With a population of less than 3 million people, the Jamaican Constabulary Force averages about 140 killing per year, making it one of the deadliest police forces in the world per capita. Even though Jamaica proudly flaunts its motto “Out of many, one people”, since the island gained its independence in 1962, a white person has never been killed by the police.
Since Jamaica broke away from English rule its white population has dwindled drastically over the years and is now only .4% of the total population. With such a low number of whites, it is understandable that not one has been killed by the police recently. However when you consider that in the its almost 58 years history, a police force that is so quick to kill has never killed a white person, one has to wonder if white lives matter more in Jamaica like it does in the United States.
The murder of George Floyd by police in the United States has sparked protests all over the world as the Black Lives Matter movement gains steam. Rightfully, there were protests even in Jamaica although the volume of protesters were smaller than other places. Many Jamaicans believe that with the island being 92 percent Black, it does not have a racism problem but rather issues with classism and colorism.
Two days after George Floyd was murdered, Susan Bogle, a woman with a learning disability, was allegedly shot in her home during a police-military operation in August Town, a neighborhood of Kingston. Protesters carried placards with her name, as well as those of other victims of police brutality. All the placards had photos of Black victims only, even though the land of Marcus Garvey will boast that it is “Out of many, one people.”
Protesters stressed that these victims of police brutality had one thing in common: they were poor, and because of Jamaica’s complex class and color relations, mostly dark-skinned. The stats do back up the protestors claim. Jamaica’s population is 92 percent Black but more than 99 percent of those killed by the police were Black men.

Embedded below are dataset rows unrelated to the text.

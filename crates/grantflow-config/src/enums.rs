use serde::{Deserialize, Serialize};

/// A role an acting user may hold relative to a submission.
///
/// `Lead` and `Applicant` are relational: the collaborator decides whether the
/// user is the lead of, or the applicant on, the submission being acted upon.
#[derive(Debug, Clone, Copy, PartialEq, Eq, PartialOrd, Ord, Hash, Serialize, Deserialize)]
#[serde(rename_all = "snake_case")]
pub enum Role {
  Applicant,
  Staff,
  Lead,
  Admin,
  Reviewer,
  Partner,
  CommunityReviewer,
}

impl Role {
  pub const ALL: [Role; 7] = [
    Role::Applicant,
    Role::Staff,
    Role::Lead,
    Role::Admin,
    Role::Reviewer,
    Role::Partner,
    Role::CommunityReviewer,
  ];

  pub fn as_str(&self) -> &'static str {
    match self {
      Role::Applicant => "applicant",
      Role::Staff => "staff",
      Role::Lead => "lead",
      Role::Admin => "admin",
      Role::Reviewer => "reviewer",
      Role::Partner => "partner",
      Role::CommunityReviewer => "community_reviewer",
    }
  }

  /// Parse the snake_case name used in definitions and on the command line.
  pub fn parse(value: &str) -> Option<Self> {
    Role::ALL.into_iter().find(|role| role.as_str() == value)
  }
}

/// Named permission sets shared by many phases.
#[derive(Debug, Clone, Copy, PartialEq, Eq, Hash, Serialize, Deserialize)]
#[serde(rename_all = "snake_case")]
pub enum PermissionPreset {
  /// Nobody edits or reviews; default visibility.
  NoPermissions,
  /// Staff edit and review.
  Default,
  /// Staff edit and review; only staff and reviewers can see the phase.
  HiddenFromApplicant,
  /// Staff edit; staff and reviewers review.
  ReviewerReview,
  /// Staff edit; staff, reviewers and community reviewers review.
  CommunityReview,
  /// Applicants and partners edit; staff review.
  ApplicantEdit,
  /// Staff and applicants edit.
  StaffApplicantEdit,
  /// Staff edit.
  StaffEdit,
}

/// Declared polarity of a phase.
#[derive(Debug, Clone, Copy, Default, PartialEq, Eq, Hash, Serialize, Deserialize)]
#[serde(rename_all = "snake_case")]
pub enum PhaseOutcome {
  #[default]
  InProgress,
  Accepted,
  Dismissed,
}
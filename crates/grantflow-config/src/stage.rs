use serde::{Deserialize, Serialize};

/// The form stage a phase belongs to, e.g. "Concept" or "Proposal".
#[derive(Debug, Clone, PartialEq, Eq, Serialize, Deserialize)]
pub struct StageDef {
  pub name: String,
  #[serde(default)]
  pub has_external_review: bool,
}
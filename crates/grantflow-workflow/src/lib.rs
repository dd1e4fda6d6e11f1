//! Grantflow Workflow
//!
//! This crate provides the resolved workflow model that application submissions
//! move through. A [`Workflow`] is an ordered set of [`Phase`]s grouped into steps;
//! each phase carries a [`PermissionSet`] and its outgoing [`Transition`]s.
//!
//! The model is read-only once built. Collaborators hand in the submission's
//! current phase name and the acting user's [`RoleSet`] and get back what the user
//! may see and do. Writing the new state onto the submission is their job.
//!
//! Key differences from `grantflow-config`:
//! - Shorthand transitions are normalized into full [`Transition`]s
//! - Permission presets are expanded into role sets
//! - Display slugs, background colors and outcomes are derived once

mod error;
mod graph;
mod permission;
mod phase;
mod role;
mod slug;
mod stage;
mod transition;
mod workflow;

pub use error::{ConfigurationError, WorkflowError};
pub use graph::TransitionGraph;
pub use permission::{Action, PermissionSet};
pub use phase::{NewPhase, Phase, outcome_from_name};
pub use role::{RoleSet, UserFlags};
pub use slug::slugify;
pub use stage::Stage;
pub use transition::{ConditionCheck, NoConditions, Transition};
pub use workflow::Workflow;

pub use grantflow_config::{PermissionPreset, PhaseOutcome, Role};

/// Phase every submission starts in before it is submitted.
pub const DRAFT_STATE: &str = "draft";

/// Phase a submission enters when first submitted.
pub const INITIAL_STATE: &str = "in_discussion";
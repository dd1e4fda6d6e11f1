use std::collections::{HashMap, HashSet, VecDeque};

use crate::phase::Phase;

/// Phase graph of one workflow, for traversal and analysis.
///
/// Cycles are expected (every "revert" transition closes one).
#[derive(Debug, Clone)]
pub struct TransitionGraph {
  /// Adjacency list: phase -> transition targets, in declaration order.
  adjacency: HashMap<String, Vec<String>>,
  /// Reverse adjacency: phase -> phases with a transition into it.
  reverse_adjacency: HashMap<String, Vec<String>>,
  /// Phases no transition leads into, in workflow order.
  entry_points: Vec<String>,
  /// Phases without outgoing transitions, in workflow order.
  terminals: Vec<String>,
}

impl TransitionGraph {
  /// Build the graph from a workflow's phases.
  pub fn new(phases: &[Phase]) -> Self {
    let mut adjacency: HashMap<String, Vec<String>> = HashMap::new();
    let mut reverse_adjacency: HashMap<String, Vec<String>> = HashMap::new();

    for phase in phases {
      adjacency.entry(phase.name().to_string()).or_default();
      reverse_adjacency.entry(phase.name().to_string()).or_default();
    }

    for phase in phases {
      for transition in phase.transitions() {
        adjacency
          .entry(phase.name().to_string())
          .or_default()
          .push(transition.target.clone());
        reverse_adjacency
          .entry(transition.target.clone())
          .or_default()
          .push(phase.name().to_string());
      }
    }

    let entry_points = phases
      .iter()
      .filter(|phase| reverse_adjacency.get(phase.name()).is_none_or(|v| v.is_empty()))
      .map(|phase| phase.name().to_string())
      .collect();

    let terminals = phases
      .iter()
      .filter(|phase| phase.is_terminal())
      .map(|phase| phase.name().to_string())
      .collect();

    Self {
      adjacency,
      reverse_adjacency,
      entry_points,
      terminals,
    }
  }

  /// Get entry points (phases with no incoming transitions).
  pub fn entry_points(&self) -> &[String] {
    &self.entry_points
  }

  /// Get terminal phases (no outgoing transitions).
  pub fn terminals(&self) -> &[String] {
    &self.terminals
  }

  pub fn is_terminal(&self, phase: &str) -> bool {
    self.terminals.iter().any(|name| name == phase)
  }

  /// Get transition targets of a phase.
  pub fn downstream(&self, phase: &str) -> &[String] {
    self
      .adjacency
      .get(phase)
      .map(|v| v.as_slice())
      .unwrap_or(&[])
  }

  /// Get phases with a transition into the given phase.
  pub fn upstream(&self, phase: &str) -> &[String] {
    self
      .reverse_adjacency
      .get(phase)
      .map(|v| v.as_slice())
      .unwrap_or(&[])
  }

  /// Every phase reachable from `start` through one or more transitions,
  /// breadth first. `start` itself is included only if a cycle leads back to it.
  pub fn reachable_from(&self, start: &str) -> Vec<String> {
    let mut seen: HashSet<&str> = HashSet::new();
    let mut order = Vec::new();
    let mut queue: VecDeque<&str> = self.downstream(start).iter().map(String::as_str).collect();

    while let Some(phase) = queue.pop_front() {
      if !seen.insert(phase) {
        continue;
      }
      order.push(phase.to_string());
      queue.extend(self.downstream(phase).iter().map(String::as_str));
    }

    order
  }

  pub fn can_reach(&self, from: &str, to: &str) -> bool {
    self.reachable_from(from).iter().any(|phase| phase == to)
  }
}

Several days after Bogle’s killing, Jamaica’s prime minister, Andrew Holness visited her family and said the incident would be fully investigated. But he faced an online backlash from those who said the visit was an insensitive PR stunt rather than an attempt to meaningfully address the high rate of police homicides, gang violence or the general plight of Black Jamaicans.
While public debates both in newspapers and on social media largely focused on the extrajudicial killings, questions were also raised, especially by young Jamaicans about the role of colorism in Jamaican society.
The prevalence of skin bleaching is only one expression of colorism in Jamaica. Such prejudice has its origins in slavery, when slave children fathered by white planters or overseers, often as a result of sexual violence, were given special privileges. These included exemption from working in the fields on account of their closeness to white men and, by definition, whiteness.
The truth is, in Jamaica, like many other places, the darker you are, the more likely you are to be a victim of police killings. Of course there are many contributing factors to this fact, however, when you consider that in 58 years of independence your police force which has one of the highest rate of killing around the world has never killed a single white person, a discussion must be had.